//! Archive-reading capability
//!
//! The bridge never decodes archive files itself. Anything that can open an
//! archive and walk its node tree plugs in through [`ArchiveOpener`] and
//! [`Archive`]; [`memory`] ships an in-memory implementation.

pub mod memory;

use crate::error::Result;
use serde::{Deserialize, Serialize};
use std::sync::Arc;

pub use memory::{MemoryArchive, MemoryNode, MemoryOpener};

/// Opaque reference to one node inside one archive
#[derive(Debug, Clone, Copy, PartialEq, Eq, Hash)]
pub struct NodeRef(pub u32);

/// Declared type of a node's payload
///
/// The discriminants are part of the C boundary and must not change.
#[derive(Debug, Clone, Copy, PartialEq, Eq, Hash, Default, Serialize, Deserialize)]
#[repr(i32)]
pub enum NodeType {
    #[default]
    None = 0,
    Integer = 1,
    Real = 2,
    String = 3,
    Vector = 4,
    Bitmap = 5,
    Audio = 6,
}

impl NodeType {
    /// Decode a wire value; anything unknown is `None`
    pub fn from_i32(value: i32) -> Self {
        match value {
            1 => Self::Integer,
            2 => Self::Real,
            3 => Self::String,
            4 => Self::Vector,
            5 => Self::Bitmap,
            6 => Self::Audio,
            _ => Self::None,
        }
    }

    pub fn as_i32(self) -> i32 {
        self as i32
    }
}

/// Two-component integer vector (origins, positions)
#[derive(Debug, Clone, Copy, PartialEq, Eq, Hash, Default, Serialize, Deserialize)]
pub struct Vector2 {
    pub x: i32,
    pub y: i32,
}

impl Vector2 {
    pub fn new(x: i32, y: i32) -> Self {
        Self { x, y }
    }
}

impl From<(i32, i32)> for Vector2 {
    fn from((x, y): (i32, i32)) -> Self {
        Self { x, y }
    }
}

/// Decoded raster payload
#[derive(Debug, Clone, PartialEq, Eq)]
pub struct Bitmap {
    pub width: u16,
    pub height: u16,
    /// Decoded pixel bytes, exactly as produced by the archive decoder
    pub data: Vec<u8>,
}

impl Bitmap {
    /// Payload size in bytes (not pixels, not rows)
    pub fn len(&self) -> usize {
        self.data.len()
    }

    pub fn is_empty(&self) -> bool {
        self.data.is_empty()
    }
}

/// Raw audio payload
#[derive(Debug, Clone, PartialEq, Eq)]
pub struct Audio {
    pub data: Vec<u8>,
}

/// One open archive container
///
/// Scalar accessors (`integer`, `real`, `string`) apply the implementation's
/// own coercion or default when the declared type does not match. The blob
/// and vector accessors return `Ok(None)` on a mismatch instead.
pub trait Archive: Send + Sync {
    fn root(&self) -> NodeRef;

    /// Exact, case-sensitive child lookup
    fn child(&self, node: NodeRef, name: &str) -> Result<Option<NodeRef>>;

    /// Children in the archive's native enumeration order
    fn children(&self, node: NodeRef) -> Result<Box<dyn Iterator<Item = NodeRef> + '_>>;

    fn name(&self, node: NodeRef) -> Result<String>;

    fn node_type(&self, node: NodeRef) -> Result<NodeType>;

    fn child_count(&self, node: NodeRef) -> Result<usize>;

    fn integer(&self, node: NodeRef) -> Result<i64>;

    fn real(&self, node: NodeRef) -> Result<f64>;

    fn string(&self, node: NodeRef) -> Result<String>;

    fn vector(&self, node: NodeRef) -> Result<Option<Vector2>>;

    /// Decode the full raster payload
    fn bitmap(&self, node: NodeRef) -> Result<Option<Bitmap>>;

    /// Width and height of a bitmap node
    ///
    /// The default decodes the payload; implementations that keep the
    /// dimensions in the node record should answer without decoding.
    fn bitmap_size(&self, node: NodeRef) -> Result<Option<(u16, u16)>> {
        Ok(self.bitmap(node)?.map(|bitmap| (bitmap.width, bitmap.height)))
    }

    fn audio(&self, node: NodeRef) -> Result<Option<Audio>>;
}

/// Opens archive containers by filesystem path
pub trait ArchiveOpener: Send + Sync {
    fn open(&self, path: &str) -> Result<Arc<dyn Archive>>;
}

### Problem to work on:
Work out how many lines in the data hold the word "Decoded"; reply with the number alone.

### Written reply:
2